The photonic debonding process demonstrates significant potential for application in large-size wafer-level/panel-level advanced packaging owing to its advantages of high throughput, high precision, and ease of manipulation. However, conventional metal-based release materials still face the challenge of low photothermal conversion efficiency, which leads to the photonic debonding process not only requiring high-power equipment, but also suffering from time- and energy-consuming as well as safety concerns. Here, we propose a method to prepare laser-induced graphite films (LIGF) in situ on glass surfaces based on the spatial confinement effect. Thanks to the unique “flat bone” multiscale nanostructure, the absorption rate of LIGF is higher than 95% in a wide wavelength band of 200-1 100 nm, which dramatically improves the photothermal conversion efficiency of the released material.
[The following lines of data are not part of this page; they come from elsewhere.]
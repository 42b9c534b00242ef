//! Derived statistics types and deterministic period bucketing.
//!
//! Periods are formatted in UTC: `YYYY-MM-DDTHH:00` for hours,
//! `YYYY-MM-DD` for days, `YYYY-MM` for months.

use crate::LicenseLogError;
use chrono::{DateTime, Datelike, Duration, Months, TimeZone, Timelike, Utc};
use serde::Serialize;
use std::str::FromStr;

/// Aggregate counts over a set of records. Never persisted.
#[derive(Debug, Clone, Default, PartialEq, Serialize)]
pub struct StatsSnapshot {
    /// Records in the set.
    pub total: u64,
    /// Records with outcome `success`.
    pub success: u64,
    /// Records with outcome `failure`.
    pub failure: u64,
    /// Records with outcome `expired`.
    pub expired: u64,
    /// Records with outcome `revoked`.
    pub revoked: u64,
    /// Records with outcome `unknown`.
    pub unknown: u64,
    /// `success / total`, 0.0 for an empty set.
    pub success_rate: f64,
    /// Distinct non-null device ids.
    pub unique_devices: u64,
    /// Distinct license keys.
    pub unique_licenses: u64,
    /// Distinct non-null peer addresses.
    pub unique_ips: u64,
    /// Oldest timestamp in the set.
    pub first_seen: Option<DateTime<Utc>>,
    /// Newest timestamp in the set.
    pub last_seen: Option<DateTime<Utc>>,
}

impl StatsSnapshot {
    /// Recompute `success_rate` from the counts.
    pub fn with_rate(mut self) -> Self {
        self.success_rate = if self.total == 0 {
            0.0
        } else {
            self.success as f64 / self.total as f64
        };
        self
    }
}

/// Activity within one time period.
#[derive(Debug, Clone, Default, PartialEq, Eq, Serialize)]
pub struct ActivityBucket {
    /// Period label, see module docs.
    pub period: String,
    /// Records in the period.
    pub total: u64,
    /// Successful validations.
    pub success: u64,
    /// Failed, expired or revoked validations.
    pub failed: u64,
}

impl ActivityBucket {
    /// An empty bucket for `period`.
    pub fn empty(period: String) -> Self {
        Self {
            period,
            ..Self::default()
        }
    }
}

/// Width of an activity bucket.
#[derive(Debug, Clone, Copy, PartialEq, Eq, Default, Serialize)]
#[serde(rename_all = "lowercase")]
pub enum Granularity {
    /// One bucket per UTC hour.
    Hour,
    /// One bucket per UTC day.
    #[default]
    Day,
    /// One bucket per UTC month.
    Month,
}

impl Granularity {
    /// `strftime` pattern producing the same labels as [`Granularity::period_of`].
    pub fn sqlite_format(&self) -> &'static str {
        match self {
            Self::Hour => "%Y-%m-%dT%H:00",
            Self::Day => "%Y-%m-%d",
            Self::Month => "%Y-%m",
        }
    }

    /// Label of the period containing `dt`.
    pub fn period_of(&self, dt: &DateTime<Utc>) -> String {
        match self {
            Self::Hour => format!(
                "{:04}-{:02}-{:02}T{:02}:00",
                dt.year(),
                dt.month(),
                dt.day(),
                dt.hour()
            ),
            Self::Day => format!("{:04}-{:02}-{:02}", dt.year(), dt.month(), dt.day()),
            Self::Month => format!("{:04}-{:02}", dt.year(), dt.month()),
        }
    }

    /// Truncate `dt` to the start of its period.
    fn floor(&self, dt: &DateTime<Utc>) -> DateTime<Utc> {
        let (y, m, d, h) = match self {
            Self::Hour => (dt.year(), dt.month(), dt.day(), dt.hour()),
            Self::Day => (dt.year(), dt.month(), dt.day(), 0),
            Self::Month => (dt.year(), dt.month(), 1, 0),
        };
        Utc.with_ymd_and_hms(y, m, d, h, 0, 0)
            .single()
            .unwrap_or(*dt)
    }

    fn step(&self, dt: DateTime<Utc>) -> Option<DateTime<Utc>> {
        match self {
            Self::Hour => dt.checked_add_signed(Duration::hours(1)),
            Self::Day => dt.checked_add_signed(Duration::days(1)),
            Self::Month => dt.checked_add_months(Months::new(1)),
        }
    }

    /// Every period label from the one containing `from` through the one
    /// containing `to`, in order.
    pub fn periods_between(&self, from: DateTime<Utc>, to: DateTime<Utc>) -> Vec<String> {
        let mut out = Vec::new();
        let mut cursor = self.floor(&from);
        while cursor <= to {
            out.push(self.period_of(&cursor));
            match self.step(cursor) {
                Some(next) => cursor = next,
                None => break,
            }
        }
        out
    }
}

impl FromStr for Granularity {
    type Err = LicenseLogError;

    fn from_str(s: &str) -> Result<Self, Self::Err> {
        match s.trim().to_ascii_lowercase().as_str() {
            "hour" | "hourly" => Ok(Self::Hour),
            "day" | "daily" => Ok(Self::Day),
            "month" | "monthly" => Ok(Self::Month),
            other => Err(LicenseLogError::Validation(format!(
                "bucket must be hour, day or month (got {:?})",
                other
            ))),
        }
    }
}

/// Fill gaps so that every period in `[from, to]` has a bucket.
pub fn fill_buckets(
    granularity: Granularity,
    from: DateTime<Utc>,
    to: DateTime<Utc>,
    observed: Vec<ActivityBucket>,
) -> Vec<ActivityBucket> {
    let mut observed = observed.into_iter().peekable();
    let mut out = Vec::new();
    for period in granularity.periods_between(from, to) {
        while observed.peek().is_some_and(|b| b.period < period) {
            observed.next();
        }
        match observed.peek() {
            Some(bucket) if bucket.period == period => {
                out.extend(observed.next());
            }
            _ => out.push(ActivityBucket::empty(period)),
        }
    }
    out
}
Under pulsed flash irradiation, the LIGF-based release layer absorbs photon energy and generates a transient high temperature, which causes thermal decomposition of the organic adhesive material in contact with the release layer, enabling rapid separation at the interface of release layer and adhesive layer (R/A). Compared to metal-based release materials, LIGF is able to reduce the photonic debonding threshold of the same bonding pair by∼40%, and the R/A separation interface exhibits the advantages of no carbon debris and easy cleaning. It is noteworthy that the LIGF release layer remains virtually undamaged after photonic debonding and allowing multiple reuses. In addition, the ultra-low transmittance (≤0.02%) of the LIGF release layer prevents light leakage-induced damage to the device surface. The prepared LIGF release material demonstrates exceptional thermal and chemical resistance, ensuring robust industrial adaptability. These properties make it a promising candidate for large-scale wafer-/panel-level photonic debonding in advanced packaging applications.